◆ Provided records:

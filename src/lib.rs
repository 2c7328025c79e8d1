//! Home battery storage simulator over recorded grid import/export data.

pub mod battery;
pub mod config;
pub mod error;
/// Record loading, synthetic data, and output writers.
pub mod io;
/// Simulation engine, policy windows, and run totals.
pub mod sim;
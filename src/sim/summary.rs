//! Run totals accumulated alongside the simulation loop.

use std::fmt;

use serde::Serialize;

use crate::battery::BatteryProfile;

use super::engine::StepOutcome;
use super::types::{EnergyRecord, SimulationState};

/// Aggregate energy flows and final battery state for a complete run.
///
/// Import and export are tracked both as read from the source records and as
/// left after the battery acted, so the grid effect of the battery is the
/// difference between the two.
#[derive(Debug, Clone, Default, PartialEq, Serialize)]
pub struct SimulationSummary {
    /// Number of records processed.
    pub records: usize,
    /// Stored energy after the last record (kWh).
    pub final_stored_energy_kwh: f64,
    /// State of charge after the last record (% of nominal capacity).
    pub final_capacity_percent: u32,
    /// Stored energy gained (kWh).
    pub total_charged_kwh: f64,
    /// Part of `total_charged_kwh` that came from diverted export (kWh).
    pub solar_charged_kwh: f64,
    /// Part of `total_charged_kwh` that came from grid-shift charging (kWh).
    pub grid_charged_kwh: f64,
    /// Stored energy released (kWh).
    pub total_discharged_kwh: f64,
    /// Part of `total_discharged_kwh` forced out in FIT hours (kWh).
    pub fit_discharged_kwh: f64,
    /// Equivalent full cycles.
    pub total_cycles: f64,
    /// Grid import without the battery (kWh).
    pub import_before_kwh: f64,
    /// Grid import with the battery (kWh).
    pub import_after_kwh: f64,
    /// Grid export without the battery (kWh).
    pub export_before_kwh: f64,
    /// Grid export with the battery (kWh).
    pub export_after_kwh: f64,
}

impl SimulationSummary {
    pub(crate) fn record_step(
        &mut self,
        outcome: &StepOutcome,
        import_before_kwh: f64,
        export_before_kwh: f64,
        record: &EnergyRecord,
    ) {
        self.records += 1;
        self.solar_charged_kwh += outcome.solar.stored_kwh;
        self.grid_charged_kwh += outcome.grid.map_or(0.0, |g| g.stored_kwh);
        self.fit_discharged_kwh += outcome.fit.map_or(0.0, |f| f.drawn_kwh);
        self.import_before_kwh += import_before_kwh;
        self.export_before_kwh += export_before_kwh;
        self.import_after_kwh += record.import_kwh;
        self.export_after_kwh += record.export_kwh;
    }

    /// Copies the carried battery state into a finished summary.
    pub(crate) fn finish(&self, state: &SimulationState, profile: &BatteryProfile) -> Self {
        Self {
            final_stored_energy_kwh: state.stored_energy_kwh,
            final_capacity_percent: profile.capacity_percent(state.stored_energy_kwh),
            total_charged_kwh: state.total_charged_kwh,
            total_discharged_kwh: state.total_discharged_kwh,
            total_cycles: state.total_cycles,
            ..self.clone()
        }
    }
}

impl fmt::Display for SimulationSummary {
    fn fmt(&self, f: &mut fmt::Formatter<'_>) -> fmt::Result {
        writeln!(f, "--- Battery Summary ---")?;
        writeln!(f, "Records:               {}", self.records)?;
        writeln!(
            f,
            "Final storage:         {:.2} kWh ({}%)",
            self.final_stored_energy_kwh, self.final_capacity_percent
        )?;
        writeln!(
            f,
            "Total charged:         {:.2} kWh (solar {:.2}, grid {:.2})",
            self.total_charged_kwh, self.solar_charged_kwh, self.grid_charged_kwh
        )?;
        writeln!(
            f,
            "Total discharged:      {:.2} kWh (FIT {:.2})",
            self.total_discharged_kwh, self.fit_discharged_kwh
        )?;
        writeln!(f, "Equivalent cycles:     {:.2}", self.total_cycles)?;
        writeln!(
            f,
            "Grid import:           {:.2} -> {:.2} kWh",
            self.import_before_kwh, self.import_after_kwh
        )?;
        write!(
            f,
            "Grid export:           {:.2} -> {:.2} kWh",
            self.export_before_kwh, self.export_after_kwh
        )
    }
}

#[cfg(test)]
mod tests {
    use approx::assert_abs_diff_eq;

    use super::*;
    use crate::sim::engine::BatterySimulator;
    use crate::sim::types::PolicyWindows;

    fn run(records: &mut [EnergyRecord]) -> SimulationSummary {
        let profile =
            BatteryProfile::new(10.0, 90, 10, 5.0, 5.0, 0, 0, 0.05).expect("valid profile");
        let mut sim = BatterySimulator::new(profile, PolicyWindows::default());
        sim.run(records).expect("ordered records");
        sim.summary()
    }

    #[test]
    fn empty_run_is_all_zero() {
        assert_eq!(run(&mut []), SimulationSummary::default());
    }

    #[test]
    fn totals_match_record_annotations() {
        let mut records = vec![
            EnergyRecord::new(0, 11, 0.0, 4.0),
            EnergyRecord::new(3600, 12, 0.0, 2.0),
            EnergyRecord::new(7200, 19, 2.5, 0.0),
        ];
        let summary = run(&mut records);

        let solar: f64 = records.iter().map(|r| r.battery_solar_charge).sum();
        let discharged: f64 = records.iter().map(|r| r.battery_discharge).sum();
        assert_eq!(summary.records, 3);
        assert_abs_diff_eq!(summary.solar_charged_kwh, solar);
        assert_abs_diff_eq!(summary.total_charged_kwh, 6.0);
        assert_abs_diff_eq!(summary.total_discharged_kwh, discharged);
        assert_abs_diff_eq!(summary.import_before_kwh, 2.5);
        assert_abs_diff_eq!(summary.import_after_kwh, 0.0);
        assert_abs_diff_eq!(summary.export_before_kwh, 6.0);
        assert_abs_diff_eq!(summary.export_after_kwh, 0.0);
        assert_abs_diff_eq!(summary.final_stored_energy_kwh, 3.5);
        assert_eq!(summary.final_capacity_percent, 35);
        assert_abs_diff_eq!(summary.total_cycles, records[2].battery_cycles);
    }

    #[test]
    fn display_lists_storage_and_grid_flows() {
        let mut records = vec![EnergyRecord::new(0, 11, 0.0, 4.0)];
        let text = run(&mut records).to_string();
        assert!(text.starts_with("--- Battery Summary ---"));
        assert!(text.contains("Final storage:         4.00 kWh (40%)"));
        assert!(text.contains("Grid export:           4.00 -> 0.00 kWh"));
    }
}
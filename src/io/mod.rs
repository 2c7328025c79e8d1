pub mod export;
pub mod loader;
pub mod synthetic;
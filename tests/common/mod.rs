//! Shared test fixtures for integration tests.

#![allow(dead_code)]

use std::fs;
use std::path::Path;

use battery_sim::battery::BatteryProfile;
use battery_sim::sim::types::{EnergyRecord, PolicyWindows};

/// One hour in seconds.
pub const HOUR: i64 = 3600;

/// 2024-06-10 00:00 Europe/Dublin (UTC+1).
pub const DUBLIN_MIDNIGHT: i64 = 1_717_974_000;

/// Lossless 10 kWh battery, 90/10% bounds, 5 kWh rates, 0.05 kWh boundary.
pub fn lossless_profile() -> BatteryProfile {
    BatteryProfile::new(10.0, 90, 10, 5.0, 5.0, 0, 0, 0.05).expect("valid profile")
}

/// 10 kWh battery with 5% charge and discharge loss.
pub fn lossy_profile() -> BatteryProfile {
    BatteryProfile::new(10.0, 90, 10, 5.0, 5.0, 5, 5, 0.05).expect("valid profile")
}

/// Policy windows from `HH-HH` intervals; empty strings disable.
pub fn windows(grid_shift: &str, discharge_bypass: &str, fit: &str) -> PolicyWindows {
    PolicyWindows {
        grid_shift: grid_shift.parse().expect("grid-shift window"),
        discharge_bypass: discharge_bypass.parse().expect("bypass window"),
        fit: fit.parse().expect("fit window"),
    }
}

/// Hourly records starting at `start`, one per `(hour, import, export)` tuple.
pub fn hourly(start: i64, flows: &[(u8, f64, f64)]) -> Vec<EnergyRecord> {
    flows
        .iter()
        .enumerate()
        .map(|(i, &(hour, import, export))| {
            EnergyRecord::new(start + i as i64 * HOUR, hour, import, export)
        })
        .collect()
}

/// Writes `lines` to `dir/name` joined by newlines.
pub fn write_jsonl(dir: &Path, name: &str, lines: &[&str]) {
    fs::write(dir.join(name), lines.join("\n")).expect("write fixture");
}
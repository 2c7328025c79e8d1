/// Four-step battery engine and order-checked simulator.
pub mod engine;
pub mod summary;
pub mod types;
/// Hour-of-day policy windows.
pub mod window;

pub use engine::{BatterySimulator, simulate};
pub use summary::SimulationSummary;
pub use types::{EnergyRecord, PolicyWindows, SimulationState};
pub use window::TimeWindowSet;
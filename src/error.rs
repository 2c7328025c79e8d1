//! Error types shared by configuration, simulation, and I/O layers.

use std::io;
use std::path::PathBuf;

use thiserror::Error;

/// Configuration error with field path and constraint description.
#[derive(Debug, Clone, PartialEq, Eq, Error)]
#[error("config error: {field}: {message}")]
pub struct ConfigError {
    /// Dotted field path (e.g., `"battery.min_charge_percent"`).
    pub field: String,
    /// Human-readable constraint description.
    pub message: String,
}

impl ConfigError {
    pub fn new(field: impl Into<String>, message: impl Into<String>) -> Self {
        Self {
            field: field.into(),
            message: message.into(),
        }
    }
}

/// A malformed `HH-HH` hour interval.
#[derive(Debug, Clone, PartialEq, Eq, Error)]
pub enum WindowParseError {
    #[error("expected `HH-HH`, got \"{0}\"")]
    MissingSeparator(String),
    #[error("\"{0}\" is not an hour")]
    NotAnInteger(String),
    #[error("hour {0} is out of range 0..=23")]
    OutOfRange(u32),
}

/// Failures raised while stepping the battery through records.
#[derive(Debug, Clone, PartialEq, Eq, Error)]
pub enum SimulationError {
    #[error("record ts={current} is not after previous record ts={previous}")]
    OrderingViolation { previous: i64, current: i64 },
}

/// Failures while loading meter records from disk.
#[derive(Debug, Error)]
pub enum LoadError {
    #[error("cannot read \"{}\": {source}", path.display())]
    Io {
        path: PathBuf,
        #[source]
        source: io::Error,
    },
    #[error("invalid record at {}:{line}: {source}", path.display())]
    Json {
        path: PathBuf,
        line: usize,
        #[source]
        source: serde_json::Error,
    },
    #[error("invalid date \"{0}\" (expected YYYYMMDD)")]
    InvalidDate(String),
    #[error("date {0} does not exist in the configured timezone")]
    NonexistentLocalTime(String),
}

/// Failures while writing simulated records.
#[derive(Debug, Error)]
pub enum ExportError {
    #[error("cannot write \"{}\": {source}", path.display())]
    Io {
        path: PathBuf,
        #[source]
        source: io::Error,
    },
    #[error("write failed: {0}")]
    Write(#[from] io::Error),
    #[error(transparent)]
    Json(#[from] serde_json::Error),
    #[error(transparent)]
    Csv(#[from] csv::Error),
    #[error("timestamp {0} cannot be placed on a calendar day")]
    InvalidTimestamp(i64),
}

◆ The problem: Reproduce exactly, and only, the lines from the start of the entries through the one that contains "energy gained (kWh).".

◆ Written response:
filename src/lib.rs
repository 2c7328025c79e8d1
//! Home battery storage simulator over recorded grid import/export data.

pub mod battery;
pub mod config;
pub mod error;
/// Record loading, synthetic data, and output writers.
pub mod io;
/// Simulation engine, policy windows, and run totals.
pub mod sim;
filename src/sim/summary.rs
//! Run totals accumulated alongside the simulation loop.

use std::fmt;

use serde::Serialize;

use crate::battery::BatteryProfile;

use super::engine::StepOutcome;
use super::types::{EnergyRecord, SimulationState};

/// Aggregate energy flows and final battery state for a complete run.
///
/// Import and export are tracked both as read from the source records and as
/// left after the battery acted, so the grid effect of the battery is the
/// difference between the two.
#[derive(Debug, Clone, Default, PartialEq, Serialize)]
pub struct SimulationSummary {
    /// Number of records processed.
    pub records: usize,
    /// Stored energy after the last record (kWh).
    pub final_stored_energy_kwh: f64,
    /// State of charge after the last record (% of nominal capacity).
    pub final_capacity_percent: u32,
    /// Stored energy gained (kWh).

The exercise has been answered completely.